Испытывая прямое влияние литературы как источника вдохновения, развиваясь (с точки зрения музыкальной техники) в основном в вагнеровском и поствагнеровском русле, опера представляет собой самый характерный, а следовательно, самый неопределенный жанр музыкального символизма. Скажем больше: опера была своего рода искушением, через которое прошли все — как консервативные, так и революционные — школы музыки рубежа веков.
Искушение символизмом
Нередко полагают, что веризм — явление вполне определенное и несложное для понимания. Однако в операх, относящихся к этой версии натурализма, есть нечто от символизма. Мы уже упоминали о психологической неоднозначности героинь Пуччини: Баттерфлай, Лиу («Турандот»), даже Мими обладают чертами, сближающими их с образами Метерлинка и Дебюсси; но все же главное сходство обнаруживается на собственно музыкальном уровне. Известно, сколь близка Масканьи («Сельская честь») или Леонкавалло («Паяцы») эстетика «куска жизни»; известно, что эти произведения, как и оперы Пуччини, отражают грубость, уродство мира. И все же определенные намерения композиторов, определенные фрагменты и решения напоминают нам о символизме. Эта школа явно привлекала композиторов-веристов: Д’Аннунцио предоставил молодому Пуччини свою драматическую поэму «Крестовый поход невинных», интерес к этому писателю испытывал и Масканьи. Близостью к приемам символизма в наибольшей степени отмечены «Паяцы»: Леонкавалло проявляет самое пристальное внимание к гармонии и, таким образом, разделяет культ звучания, характерный и для поэтов, и для Дебюсси.
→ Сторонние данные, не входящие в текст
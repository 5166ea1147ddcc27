//! Switch and fill-array-data tables.
//!
//! Payload formats, in 16-bit code units:
//!
//! ```text
//! packed-switch  0x0100 | size | first_key (2) | targets[size] (2 each)
//! sparse-switch  0x0200 | size | keys[size] (2 each) | targets[size] (2 each)
//! fill-array     0x0300 | width | count (2) | data[(count * width + 1) / 2]
//! ```
//!
//! Targets are relative to the switch instruction's source PC.

use tracing::debug;

use super::{CodeOffset, DexOffset, LirId};
use crate::error::{AssembleError, Result};

pub const PACKED_SWITCH_SIGNATURE: u16 = 0x0100;
pub const SPARSE_SWITCH_SIGNATURE: u16 = 0x0200;
pub const ARRAY_DATA_SIGNATURE: u16 = 0x0300;

#[derive(Debug, Clone, Copy, PartialEq, Eq)]
pub enum SwitchKind {
    Packed,
    Sparse,
}

fn read_i32(units: &[u16], at: usize) -> i32 {
    (units[at] as u32 | ((units[at + 1] as u32) << 16)) as i32
}

fn require(units: &[u16], needed: usize) -> Result<()> {
    if units.len() < needed {
        return Err(AssembleError::TruncatedPayload {
            needed,
            available: units.len(),
        });
    }
    Ok(())
}

/// Validated view of a switch payload.
#[derive(Debug, Clone, PartialEq, Eq)]
pub struct SwitchPayload {
    units: Vec<u16>,
    kind: SwitchKind,
}

impl SwitchPayload {
    pub fn parse(units: Vec<u16>) -> Result<Self> {
        require(&units, 2)?;
        let entries = units[1] as usize;
        let kind = match units[0] {
            PACKED_SWITCH_SIGNATURE => {
                require(&units, 4 + entries * 2)?;
                SwitchKind::Packed
            }
            SPARSE_SWITCH_SIGNATURE => {
                require(&units, 2 + entries * 4)?;
                SwitchKind::Sparse
            }
            ident => return Err(AssembleError::InvalidPayload(ident)),
        };
        Ok(Self { units, kind })
    }

    /// Build a packed payload.
    pub fn packed(first_key: i32, targets: &[i32]) -> Self {
        let mut units = vec![PACKED_SWITCH_SIGNATURE, targets.len() as u16];
        push_i32(&mut units, first_key);
        for &t in targets {
            push_i32(&mut units, t);
        }
        Self {
            units,
            kind: SwitchKind::Packed,
        }
    }

    /// Build a sparse payload. Keys are kept in the given order.
    pub fn sparse(cases: &[(i32, i32)]) -> Self {
        let mut units = vec![SPARSE_SWITCH_SIGNATURE, cases.len() as u16];
        for &(key, _) in cases {
            push_i32(&mut units, key);
        }
        for &(_, target) in cases {
            push_i32(&mut units, target);
        }
        Self {
            units,
            kind: SwitchKind::Sparse,
        }
    }

    pub fn kind(&self) -> SwitchKind {
        self.kind
    }

    pub fn entries(&self) -> usize {
        self.units[1] as usize
    }

    pub fn units(&self) -> &[u16] {
        &self.units
    }

    /// Key of case `i`.
    pub fn key(&self, i: usize) -> i32 {
        match self.kind {
            SwitchKind::Packed => read_i32(&self.units, 2).wrapping_add(i as i32),
            SwitchKind::Sparse => read_i32(&self.units, 2 + i * 2),
        }
    }

    /// Branch target of case `i`, relative to the switch instruction.
    pub fn relative_target(&self, i: usize) -> i32 {
        match self.kind {
            SwitchKind::Packed => read_i32(&self.units, 4 + i * 2),
            SwitchKind::Sparse => read_i32(&self.units, 2 + self.entries() * 2 + i * 2),
        }
    }

    /// Bytes this table occupies in the code image.
    pub fn installed_size(&self) -> u32 {
        let per_entry = match self.kind {
            SwitchKind::Packed => 4,
            SwitchKind::Sparse => 8,
        };
        self.entries() as u32 * per_entry
    }

    pub fn dump(&self) {
        match self.kind {
            SwitchKind::Packed => debug!(
                "Packed switch table - ident:0x{:x}, entries: {}, low_key: {}",
                self.units[0],
                self.entries(),
                self.key(0)
            ),
            SwitchKind::Sparse => debug!(
                "Sparse switch table - ident:0x{:x}, entries: {}",
                self.units[0],
                self.entries()
            ),
        }
        for i in 0..self.entries() {
            debug!("  Key[{}] -> 0x{:x}", self.key(i), self.relative_target(i));
        }
    }
}

fn push_i32(units: &mut Vec<u16>, value: i32) {
    units.push(value as u16);
    units.push((value as u32 >> 16) as u16);
}

/// A switch table extracted from the bytecode.
#[derive(Debug, Clone)]
pub struct SwitchTable {
    pub payload: SwitchPayload,
    /// Source PC of the switch instruction.
    pub vaddr: DexOffset,
    /// Instruction whose offset is the displacement origin, if any.
    pub anchor: Option<LirId>,
    /// Resolved case targets, one per entry, filled by case label marking.
    pub targets: Vec<LirId>,
    pub offset: CodeOffset,
}

impl SwitchTable {
    pub fn new(payload: SwitchPayload, vaddr: DexOffset, anchor: Option<LirId>) -> Self {
        Self {
            payload,
            vaddr,
            anchor,
            targets: Vec::new(),
            offset: 0,
        }
    }

    /// Source PC of case `i`'s target.
    pub fn case_vaddr(&self, i: usize) -> DexOffset {
        (self.vaddr as i32).wrapping_add(self.payload.relative_target(i)) as DexOffset
    }
}

/// A fill-array-data payload.
#[derive(Debug, Clone)]
pub struct FillArrayData {
    units: Vec<u16>,
    pub vaddr: DexOffset,
    /// Installed size in bytes, payload header included.
    pub size: u32,
    pub offset: CodeOffset,
}

impl FillArrayData {
    pub fn parse(units: Vec<u16>, vaddr: DexOffset) -> Result<Self> {
        require(&units, 4)?;
        if units[0] != ARRAY_DATA_SIGNATURE {
            return Err(AssembleError::InvalidPayload(units[0]));
        }
        let width = units[1] as u32;
        let count = units[2] as u32 | ((units[3] as u32) << 16);
        let size = width
            .checked_mul(count)
            .and_then(|data| data.checked_add(8))
            .ok_or(AssembleError::LimitExceeded {
                what: "fill-array-data size",
                value: usize::MAX,
                limit: u32::MAX as usize,
            })?;
        require(&units, (size as usize).div_ceil(2))?;
        Ok(Self {
            units,
            vaddr,
            size,
            offset: 0,
        })
    }

    /// Build a payload from raw element bytes.
    pub fn from_elements(element_width: u16, data: &[u8], vaddr: DexOffset) -> Result<Self> {
        let width = element_width.max(1) as usize;
        let count = (data.len() / width) as u32;
        let mut units = vec![ARRAY_DATA_SIGNATURE, element_width, count as u16, (count >> 16) as u16];
        for chunk in data.chunks(2) {
            let lo = chunk[0] as u16;
            let hi = chunk.get(1).copied().unwrap_or(0) as u16;
            units.push(lo | (hi << 8));
        }
        Self::parse(units, vaddr)
    }

    pub fn units(&self) -> &[u16] {
        &self.units
    }
}

#[cfg(test)]
mod tests {
    use super::*;

    #[test]
    fn test_packed_payload() {
        let payload = SwitchPayload::packed(10, &[4, -6, 20]);
        let parsed = SwitchPayload::parse(payload.units().to_vec()).unwrap();
        assert_eq!(parsed.kind(), SwitchKind::Packed);
        assert_eq!(parsed.entries(), 3);
        assert_eq!(parsed.key(2), 12);
        assert_eq!(parsed.relative_target(1), -6);
        assert_eq!(parsed.installed_size(), 12);
    }

    #[test]
    fn test_sparse_payload_keeps_case_order() {
        let payload = SwitchPayload::sparse(&[(9, 30), (1, 10), (5, 20)]);
        assert_eq!(payload.kind(), SwitchKind::Sparse);
        assert_eq!(payload.key(0), 9);
        assert_eq!(payload.relative_target(0), 30);
        assert_eq!(payload.key(2), 5);
        assert_eq!(payload.installed_size(), 24);
    }

    #[test]
    fn test_invalid_and_truncated_payloads() {
        assert!(matches!(
            SwitchPayload::parse(vec![0x0400, 0]),
            Err(AssembleError::InvalidPayload(0x0400))
        ));
        assert!(matches!(
            SwitchPayload::parse(vec![SPARSE_SWITCH_SIGNATURE, 2, 0, 0]),
            Err(AssembleError::TruncatedPayload { needed: 10, available: 4 })
        ));
    }

    #[test]
    fn test_case_vaddr() {
        let table = SwitchTable::new(SwitchPayload::packed(0, &[3, -2]), 0x10, None);
        assert_eq!(table.case_vaddr(0), 0x13);
        assert_eq!(table.case_vaddr(1), 0x0e);
    }

    #[test]
    fn test_fill_array_data_size() {
        let data = FillArrayData::from_elements(2, &[1, 0, 2, 0, 3, 0], 0).unwrap();
        assert_eq!(data.size, 8 + 6);
        assert_eq!(data.units().len(), 4 + 3);

        let odd = FillArrayData::from_elements(1, &[1, 2, 3], 0).unwrap();
        assert_eq!(odd.size, 11);
        assert_eq!(odd.units().len(), 6);
    }
}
Три лейтмотива (горький смех Паяца, мотивы любви и ревности) представлены уже в прологе, а в дальнейшем им отводятся важные драматические и структурные функции. Разумеется, это вагнеровский прием, но, если даже оставить в стороне тот факт, что вагнеризм стоит у истоков символистской эстетики, использование этого средства у Леонкавалло свидетельствует об экономии, придающей его письму поистине суггестивно-заклинательный характер. Так, мотив горького смеха, ключевой в произведении, звучит очень редко: он возникает только трижды — правда, это весьма примечательные моменты. Впервые он слышен в начале пролога — в исполнении рожков «mezzo-forte», вторично — в большом «lamento» Канио, завершающем первый акт, на сей раз «forte»: голос и оркестр звучат в унисон, на октаву выше, чем в первый раз. Здесь возникает вопрос, почему композитор не повторяет этот мотив в оркестровой постлюдии, сопровождающей падение занавеса. Тем самым он сохраняет возможность создать подлинную кульминацию, вводя мотив в третий раз на последней странице партитуры с обозначением «fff», в неистовом «tutti», еще на одну октаву выше. Такое нарастание драматизма, основанное на полнейшей экономии музыкальных средств, возможно лишь у композитора, испытавшего влияние символизма. Наряду с мастерским использованием хора эта особенность придает финалу в целом необычайную чарующую силу.